> _Problem details_:
Keeping every word intact, reproduce all of the records.

> _Given records_:
- Opening Delimiter -

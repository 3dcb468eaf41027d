use clap::{Args, Parser, Subcommand, ValueEnum};
use clap_complete::Shell;
use std::path::PathBuf;

#[derive(Parser, Debug)]
#[command(
    name = "issue-seed",
    version,
    about = "Seed a GitHub repository with a catalog of labels and issues"
)]
pub struct Cli {
    /// Output format
    #[arg(long, short = 'o', value_enum, global = true, default_value_t = OutputFormat::Text)]
    pub format: OutputFormat,

    /// When to colorize output
    #[arg(long, value_enum, global = true, default_value_t = ColorChoice::Auto)]
    pub color: ColorChoice,

    /// Increase log verbosity (-v info, -vv debug); RUST_LOG takes precedence
    #[arg(long, short = 'v', action = clap::ArgAction::Count, global = true)]
    pub verbose: u8,

    /// Path to a TOML config file
    #[arg(long, env = "ISSUE_SEED_CONFIG", global = true, value_name = "PATH")]
    pub config: Option<PathBuf>,

    /// Catalog of labels and issues (defaults to the bundled catalog)
    #[arg(long, global = true, value_name = "PATH")]
    pub catalog: Option<PathBuf>,

    /// Due date substituted into issue bodies (YYYY-MM-DD)
    #[arg(long, global = true, value_name = "DATE")]
    pub due_date: Option<String>,

    #[command(flatten)]
    pub remote: RemoteArgs,

    #[command(subcommand)]
    pub command: Option<Commands>,
}

/// Options that only matter when talking to GitHub
#[derive(Args, Debug, Clone, Default)]
pub struct RemoteArgs {
    /// GitHub token
    #[arg(long, env = "GITHUB_TOKEN", global = true, hide_env_values = true)]
    pub token: Option<String>,

    /// Target repository as owner/name (overrides config and catalog)
    #[arg(long, short = 'r', env = "ISSUE_SEED_REPO", global = true)]
    pub repo: Option<String>,

    /// GitHub API base URL (GitHub Enterprise or testing)
    #[arg(long, env = "GITHUB_API_URL", global = true, value_name = "URL")]
    pub api_url: Option<String>,

    /// Show what would be created without creating anything
    #[arg(long, global = true)]
    pub dry_run: bool,

    /// Skip issues whose title already exists in the repository (any state)
    #[arg(long, global = true)]
    pub skip_existing_issues: bool,
}

#[derive(ValueEnum, Clone, Debug, Copy, PartialEq, Eq)]
pub enum OutputFormat {
    Text,
    Json,
}

#[derive(ValueEnum, Clone, Debug, Copy, Default)]
pub enum ColorChoice {
    /// Colorize output if stdout is a terminal
    #[default]
    Auto,
    /// Always colorize output
    Always,
    /// Never colorize output
    Never,
}

#[derive(Subcommand, Debug)]
pub enum Commands {
    /// Ensure catalog labels exist, then create catalog issues (default)
    Sync,
    /// Only ensure catalog labels exist
    Labels,
    /// Only create catalog issues
    Issues,
    /// Inspect the catalog without contacting GitHub
    Catalog {
        #[command(subcommand)]
        action: CatalogCommands,
    },
    /// Generate shell completions
    Completions {
        /// Shell to generate completions for
        #[arg(value_enum)]
        shell: Shell,
    },
}

#[derive(Subcommand, Debug)]
pub enum CatalogCommands {
    /// Print the labels and issues that would be synchronized
    Show,
    /// Check the catalog for errors and suspicious entries
    Validate,
}

#[cfg(test)]
mod tests {
    use super::*;
    use clap::CommandFactory;

    #[test]
    fn cli_definition_is_valid() {
        Cli::command().debug_assert();
    }

    #[test]
    fn command_defaults_to_none() {
        let cli = Cli::try_parse_from(["issue-seed", "--dry-run"]).unwrap();
        assert!(cli.command.is_none());
        assert!(cli.remote.dry_run);
    }

    #[test]
    fn global_flags_after_subcommand() {
        let cli = Cli::try_parse_from([
            "issue-seed",
            "issues",
            "--repo",
            "owner/repo",
            "--skip-existing-issues",
            "-vv",
        ])
        .unwrap();
        assert!(matches!(cli.command, Some(Commands::Issues)));
        assert_eq!(cli.remote.repo.as_deref(), Some("owner/repo"));
        assert!(cli.remote.skip_existing_issues);
        assert_eq!(cli.verbose, 2);
    }
}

- Closing Delimiter -

> _Solution to this exercise_:
repository 3dcb468eaf41027d
use clap::{Args, Parser, Subcommand, ValueEnum};
use clap_complete::Shell;
use std::path::PathBuf;

#[derive(Parser, Debug)]
#[command(
    name = "issue-seed",
    version,
    about = "Seed a GitHub repository with a catalog of labels and issues"
)]
pub struct Cli {
    /// Output format
    #[arg(long, short = 'o', value_enum, global = true, default_value_t = OutputFormat::Text)]
    pub format: OutputFormat,

    /// When to colorize output
    #[arg(long, value_enum, global = true, default_value_t = ColorChoice::Auto)]
    pub color: ColorChoice,

    /// Increase log verbosity (-v info, -vv debug); RUST_LOG takes precedence
    #[arg(long, short = 'v', action = clap::ArgAction::Count, global = true)]
    pub verbose: u8,

    /// Path to a TOML config file
    #[arg(long, env = "ISSUE_SEED_CONFIG", global = true, value_name = "PATH")]
    pub config: Option<PathBuf>,

    /// Catalog of labels and issues (defaults to the bundled catalog)
    #[arg(long, global = true, value_name = "PATH")]
    pub catalog: Option<PathBuf>,

    /// Due date substituted into issue bodies (YYYY-MM-DD)
    #[arg(long, global = true, value_name = "DATE")]
    pub due_date: Option<String>,

    #[command(flatten)]
    pub remote: RemoteArgs,

    #[command(subcommand)]
    pub command: Option<Commands>,
}

/// Options that only matter when talking to GitHub
#[derive(Args, Debug, Clone, Default)]
pub struct RemoteArgs {
    /// GitHub token
    #[arg(long, env = "GITHUB_TOKEN", global = true, hide_env_values = true)]
    pub token: Option<String>,

    /// Target repository as owner/name (overrides config and catalog)
    #[arg(long, short = 'r', env = "ISSUE_SEED_REPO", global = true)]
    pub repo: Option<String>,

    /// GitHub API base URL (GitHub Enterprise or testing)
    #[arg(long, env = "GITHUB_API_URL", global = true, value_name = "URL")]
    pub api_url: Option<String>,

    /// Show what would be created without creating anything
    #[arg(long, global = true)]
    pub dry_run: bool,

    /// Skip issues whose title already exists in the repository (any state)
    #[arg(long, global = true)]
    pub skip_existing_issues: bool,
}

#[derive(ValueEnum, Clone, Debug, Copy, PartialEq, Eq)]
pub enum OutputFormat {
    Text,
    Json,
}

#[derive(ValueEnum, Clone, Debug, Copy, Default)]
pub enum ColorChoice {
    /// Colorize output if stdout is a terminal
    #[default]
    Auto,
    /// Always colorize output
    Always,
    /// Never colorize output
    Never,
}

#[derive(Subcommand, Debug)]
pub enum Commands {
    /// Ensure catalog labels exist, then create catalog issues (default)
    Sync,
    /// Only ensure catalog labels exist
    Labels,
    /// Only create catalog issues
    Issues,
    /// Inspect the catalog without contacting GitHub
    Catalog {
        #[command(subcommand)]
        action: CatalogCommands,
    },
    /// Generate shell completions
    Completions {
        /// Shell to generate completions for
        #[arg(value_enum)]
        shell: Shell,
    },
}

#[derive(Subcommand, Debug)]
pub enum CatalogCommands {
    /// Print the labels and issues that would be synchronized
    Show,
    /// Check the catalog for errors and suspicious entries
    Validate,
}

#[cfg(test)]
mod tests {
    use super::*;
    use clap::CommandFactory;

    #[test]
    fn cli_definition_is_valid() {
        Cli::command().debug_assert();
    }

    #[test]
    fn command_defaults_to_none() {
        let cli = Cli::try_parse_from(["issue-seed", "--dry-run"]).unwrap();
        assert!(cli.command.is_none());
        assert!(cli.remote.dry_run);
    }

    #[test]
    fn global_flags_after_subcommand() {
        let cli = Cli::try_parse_from([
            "issue-seed",
            "issues",
            "--repo",
            "owner/repo",
            "--skip-existing-issues",
            "-vv",
        ])
        .unwrap();
        assert!(matches!(cli.command, Some(Commands::Issues)));
        assert_eq!(cli.remote.repo.as_deref(), Some("owner/repo"));
        assert!(cli.remote.skip_existing_issues);
        assert_eq!(cli.verbose, 2);
    }
}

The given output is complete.